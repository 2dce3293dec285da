//! Stateless signed URLs.
//!
//! A signed URL carries an HMAC-SHA256 over its path, its query parameters
//! and an optional expiration. Parameters are canonicalized before signing so
//! the signature never depends on the order a caller inserted them in.

use std::collections::{BTreeMap, HashMap};

use chrono::{DateTime, Duration, Utc};
use hmac::{Hmac, Mac};
use sha2::Sha256;
use url::form_urlencoded;
use zeroize::Zeroizing;

/// Reserved parameter carrying the expiration.
pub const EXPIRATION_PARAM: &str = "exp";
/// Query parameter carrying the signature.
pub const SIGNATURE_PARAM: &str = "sig";

type HmacSha256 = Hmac<Sha256>;

/// Query parameters of a signed route.
pub type Params = HashMap<String, String>;

/// Signs and verifies URLs with a shared secret.
#[derive(Clone)]
pub struct UrlSigner {
    secret: Zeroizing<Vec<u8>>,
}

impl std::fmt::Debug for UrlSigner {
    fn fmt(&self, f: &mut std::fmt::Formatter<'_>) -> std::fmt::Result {
        f.debug_struct("UrlSigner")
            .field("secret", &"[REDACTED]")
            .finish()
    }
}

impl UrlSigner {
    /// Create a new [`UrlSigner`].
    pub fn new(secret: impl AsRef<[u8]>) -> Self {
        Self {
            secret: Zeroizing::new(secret.as_ref().to_vec()),
        }
    }

    fn mac(&self, data: impl AsRef<[u8]>) -> Option<HmacSha256> {
        // HMAC accepts keys of any length, including an empty one.
        let mut mac = HmacSha256::new_from_slice(&self.secret).ok()?;
        mac.update(data.as_ref());
        Some(mac)
    }

    /// Hex encoded HMAC-SHA256 of `data`.
    pub fn hash(&self, data: impl AsRef<[u8]>) -> String {
        self.mac(data)
            .map(|mac| hex::encode(mac.finalize().into_bytes()))
            .unwrap_or_default()
    }

    /// Signature of `path` with `params` and an optional `expiration`.
    pub fn signature(
        &self,
        path: &str,
        params: &Params,
        expiration: Option<&str>,
    ) -> String {
        self.hash(payload(path, params, expiration))
    }

    /// Check a signature received from a client.
    ///
    /// The provided signature is percent-decoded first since clients send it
    /// query-escaped. The embedded expiration is *not* compared to the
    /// current time.
    pub fn verify(
        &self,
        path: &str,
        provided: &str,
        expiration: Option<&str>,
        params: &Params,
    ) -> bool {
        let Some(provided) = decode_component(provided)
            .and_then(|sig| hex::decode(sig).ok())
        else {
            return false;
        };
        let Some(mac) = self.mac(payload(path, params, expiration)) else {
            return false;
        };

        mac.verify_slice(&provided).is_ok()
    }

    /// Build a signed URL.
    pub fn signed_route(
        &self,
        base_url: &str,
        path: &str,
        params: &Params,
        expiration: Option<DateTime<Utc>>,
    ) -> String {
        let expiration = expiration.map(|exp| exp.timestamp().to_string());
        let query = canonical_query(params, expiration.as_deref());
        let signature =
            encode_component(&self.signature(path, params, expiration.as_deref()));

        if query.is_empty() {
            format!("{base_url}{path}?{SIGNATURE_PARAM}={signature}")
        } else {
            format!("{base_url}{path}?{query}&{SIGNATURE_PARAM}={signature}")
        }
    }

    /// Build a signed URL valid for `duration` from now.
    ///
    /// Returns `None` when the expiration does not fit in a timestamp.
    pub fn temporary_signed_route(
        &self,
        base_url: &str,
        path: &str,
        duration: Duration,
        params: &Params,
    ) -> Option<String> {
        let expiration = Utc::now().checked_add_signed(duration)?;
        Some(self.signed_route(base_url, path, params, Some(expiration)))
    }
}

/// Deterministic query string signed by [`UrlSigner`].
///
/// Keys are sorted, values are form-urlencoded and the expiration, if any,
/// always comes last. An explicit `expiration` takes precedence over an `exp`
/// entry of `params`; empty expirations are ignored.
pub fn canonical_query(params: &Params, expiration: Option<&str>) -> String {
    let expiration = expiration
        .filter(|exp| !exp.is_empty())
        .or_else(|| {
            params
                .get(EXPIRATION_PARAM)
                .map(String::as_str)
                .filter(|exp| !exp.is_empty())
        });

    let sorted: BTreeMap<&str, &str> = params
        .iter()
        .filter(|(key, _)| key.as_str() != EXPIRATION_PARAM)
        .map(|(key, value)| (key.as_str(), value.as_str()))
        .collect();

    let mut pairs: Vec<String> = sorted
        .into_iter()
        .map(|(key, value)| format!("{key}={}", encode_component(value)))
        .collect();

    if let Some(exp) = expiration {
        pairs.push(format!("{EXPIRATION_PARAM}={}", encode_component(exp)));
    }

    pairs.join("&")
}

fn encode_component(value: &str) -> String {
    form_urlencoded::byte_serialize(value.as_bytes()).collect()
}

fn decode_component(value: &str) -> Option<String> {
    // Separators would split the component in two.
    if value.contains(['&', '=']) {
        return None;
    }

    form_urlencoded::parse(value.as_bytes())
        .next()
        .map(|(decoded, _)| decoded.into_owned())
}

fn payload(path: &str, params: &Params, expiration: Option<&str>) -> String {
    format!("{path}?{}", canonical_query(params, expiration))
}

* * * * * * *

• **What the exercise asks**: Within the records, filter for lines that contain the word "secret" and show each one.

• **Response box**:
/// Signs and verifies URLs with a shared secret.
    secret: Zeroizing<Vec<u8>>,
            .field("secret", &"[REDACTED]")
    pub fn new(secret: impl AsRef<[u8]>) -> Self {
            secret: Zeroizing::new(secret.as_ref().to_vec()),
        let mut mac = HmacSha256::new_from_slice(&self.secret).ok()?;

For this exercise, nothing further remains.